**EXERCISE PROMPT**
Where a line holds the word "large", copy that line from the data below.

[Opening DATA FOR PROCESSING section]

/// Selection policy: greatest remaining audio headroom, ties broken by
/// lowest request count in the current window
fn select_index(states: &mut [CredentialState], estimated: f64, now: Instant) -> Option<usize> {
    let mut best: Option<(usize, f64, f64)> = None;
    for (i, state) in states.iter_mut().enumerate() {
        if !state.eligible(estimated, now) {
            continue;
        }
        let headroom = state.audio.headroom(now);
        let requests = state.requests.used();
        let better = match best {
            None => true,
            Some((_, best_headroom, best_requests)) => {
                headroom > best_headroom
                    || (headroom == best_headroom && requests < best_requests)
            }
        };
        if better {
            best = Some((i, headroom, requests));
        }
    }
    best.map(|(i, _, _)| i)
}

#[cfg(test)]
mod tests {
    use super::*;
    use std::sync::Arc;

    fn spec(id: &str, rpm: f64, audio: f64) -> CredentialSpec {
        CredentialSpec {
            id: id.to_string(),
            secret: format!("secret-{id}"),
            secret_env: None,
            requests_per_minute: rpm,
            audio_seconds_per_hour: audio,
        }
    }

    fn pool(specs: &[CredentialSpec], now: Instant) -> CredentialPool {
        CredentialPool::new(specs, 0.9, Duration::from_secs(120), 3, now).unwrap()
    }

    #[test]
    fn test_empty_pool_is_a_config_error() {
        let result = CredentialPool::new(&[], 0.9, Duration::from_secs(60), 3, Instant::now());
        assert!(result.is_err());
    }

    #[test]
    fn test_bad_safety_factor_is_a_config_error() {
        let specs = [spec("a", 60.0, 7200.0)];
        assert!(CredentialPool::new(&specs, 0.0, Duration::from_secs(60), 3, Instant::now()).is_err());
        assert!(CredentialPool::new(&specs, 1.5, Duration::from_secs(60), 3, Instant::now()).is_err());
    }

    #[test]
    fn test_acquire_prefers_greatest_audio_headroom() {
        let now = Instant::now();
        let p = pool(&[spec("small", 60.0, 1000.0), spec("large", 60.0, 7200.0)], now);

        let lease = p.acquire(60.0, now).unwrap();
        assert_eq!(lease.id, "large");
    }

    #[test]
    fn test_tie_broken_by_lowest_request_count() {
        let now = Instant::now();
        let p = pool(&[spec("a", 60.0, 7200.0), spec("b", 60.0, 7200.0)], now);

        // Commit a request-only imbalance: acquire with zero audio keeps the
        // audio headrooms tied while request counts diverge.
        let first = p.acquire(0.0, now).unwrap();
        let second = p.acquire(0.0, now).unwrap();
        assert_ne!(first.id, second.id);
    }

    #[test]
    fn test_pick_is_read_only() {
        let now = Instant::now();
        let p = pool(&[spec("a", 60.0, 7200.0)], now);

        assert_eq!(p.pick(60.0, now).as_deref(), Some("a"));
        assert_eq!(p.pick(60.0, now).as_deref(), Some("a"));
        let usage = &p.usage_report()[0];
        assert_eq!(usage.requests, 0);
        assert_eq!(usage.audio_seconds, 0.0);
    }

    #[test]
    fn test_ceilings_are_never_exceeded() {
        let now = Instant::now();
        // Request ceiling 5 * 0.9 = 4.5, audio ceiling 600 * 0.9 = 540
        let p = pool(&[spec("a", 5.0, 600.0)], now);

        let mut granted = 0;
        while p.acquire(60.0, now).is_some() {
            granted += 1;
            assert!(granted <= 100, "pool granted unbounded leases");
        }

        let usage = &p.usage_report()[0];
        assert!(usage.requests as f64 <= 4.5);
        assert!(usage.audio_seconds <= 540.0);
        // 4 requests of 60s fit under both ceilings; the 5th would not
        assert_eq!(granted, 4);
    }

    #[test]
    fn test_oversized_estimate_is_never_admitted() {
        let now = Instant::now();
        let p = pool(&[spec("a", 60.0, 600.0)], now);
        assert!(p.acquire(600.0, now).is_none());
        assert!(p.max_audio_ceiling() < 600.0);
    }

    #[test]
    fn test_rejection_starts_cooldown_and_expires() {
        let now = Instant::now();
        let p = pool(&[spec("a", 60.0, 7200.0)], now);

        p.record_rejection("a", now);
        assert!(p.acquire(60.0, now).is_none());

        // Cooldown is 120s in the fixture
        let still_cooling = now + Duration::from_secs(119);
        assert!(p.acquire(60.0, still_cooling).is_none());

        let expired = now + Duration::from_secs(121);
        assert!(p.acquire(60.0, expired).is_some());
    }

    #[test]
    fn test_consecutive_rejections_exclude_permanently() {
        let now = Instant::now();
        let p = pool(&[spec("a", 60.0, 7200.0)], now);

        assert!(!p.record_rejection("a", now));
        assert!(!p.record_rejection("a", now));
        assert!(p.record_rejection("a", now));
        assert_eq!(p.live_count(), 0);

        // Exclusion outlives any cooldown
        let much_later = now + Duration::from_secs(3600);
        assert!(p.acquire(60.0, much_later).is_none());
    }

    #[test]
    fn test_success_resets_failure_streak() {
        let now = Instant::now();
        let p = pool(&[spec("a", 60.0, 7200.0)], now);

        p.record_rejection("a", now);
        p.record_rejection("a", now);
        p.record_success("a");

        let after_cooldown = now + Duration::from_secs(121);
        assert!(!p.record_rejection("a", after_cooldown));
        assert_eq!(p.live_count(), 1);
    }

    #[test]
    fn test_auth_failure_excludes_immediately() {
        let now = Instant::now();
        let p = pool(&[spec("a", 60.0, 7200.0), spec("b", 60.0, 7200.0)], now);

        p.record_auth_failure("a");
        assert_eq!(p.live_count(), 1);
        let lease = p.acquire(60.0, now).unwrap();
        assert_eq!(lease.id, "b");
    }

    #[test]
    fn test_next_eligible_in_reports_cooldown_remaining() {
        let now = Instant::now();
        let p = pool(&[spec("a", 60.0, 7200.0)], now);

        p.record_rejection("a", now);
        let wait = p.next_eligible_in(now).unwrap();
        assert_eq!(wait, Duration::from_secs(120));
    }

    #[test]
    fn test_next_eligible_in_none_when_all_excluded() {
        let now = Instant::now();
        let p = pool(&[spec("a", 60.0, 7200.0)], now);
        p.record_auth_failure("a");
        assert!(p.next_eligible_in(now).is_none());
    }

    #[test]
    fn test_window_rollover_restores_capacity() {
        let now = Instant::now();
        let p = pool(&[spec("a", 2.0, 7200.0)], now);

        // Request ceiling 1.8: one request fits, the second does not
        assert!(p.acquire(10.0, now).is_some());
        assert!(p.acquire(10.0, now).is_none());

        let next_minute = now + Duration::from_secs(61);
        assert!(p.acquire(10.0, next_minute).is_some());
    }

    #[test]
    fn test_concurrent_acquire_never_double_books() {
        let now = Instant::now();
        let p = Arc::new(pool(&[spec("a", 200.0, 100_000.0), spec("b", 200.0, 100_000.0)], now));

        let mut handles = Vec::new();
        for _ in 0..8 {
            let p = Arc::clone(&p);
            handles.push(std::thread::spawn(move || {
                let mut granted = 0u64;
                while p.acquire(30.0, now).is_some() {
                    granted += 1;
                }
                granted
            }));
        }

        let granted: u64 = handles.into_iter().map(|h| h.join().unwrap()).sum();
        let report = p.usage_report();
        let total: u64 = report.iter().map(|u| u.requests).sum();
        assert_eq!(granted, total);

        for usage in &report {
            // Ceiling 200 * 0.9 = 180 requests; strict admission stops at 180
            assert!(usage.requests as f64 <= 180.0, "{usage:?}");
            assert!(usage.audio_seconds <= 90_000.0);
        }
    }

    #[test]
    fn test_fairness_across_equal_credentials() {
        let now = Instant::now();
        let p = pool(
            &[
                spec("a", 100_000.0, 1_000_000.0),
                spec("b", 100_000.0, 1_000_000.0),
                spec("c", 100_000.0, 1_000_000.0),
            ],
            now,
        );

        for _ in 0..300 {
            assert!(p.acquire(60.0, now).is_some());
        }

        let report = p.usage_report();
        let mean = 300.0 / 3.0;
        for usage in &report {
            let deviation = (usage.requests as f64 - mean).abs() / mean;
            assert!(deviation <= 0.1, "unfair usage: {usage:?}");
        }
    }
}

[Closing DATA FOR PROCESSING section]

**ANSWER TO THE PROBLEM**
        let p = pool(&[spec("small", 60.0, 1000.0), spec("large", 60.0, 7200.0)], now);
        assert_eq!(lease.id, "large");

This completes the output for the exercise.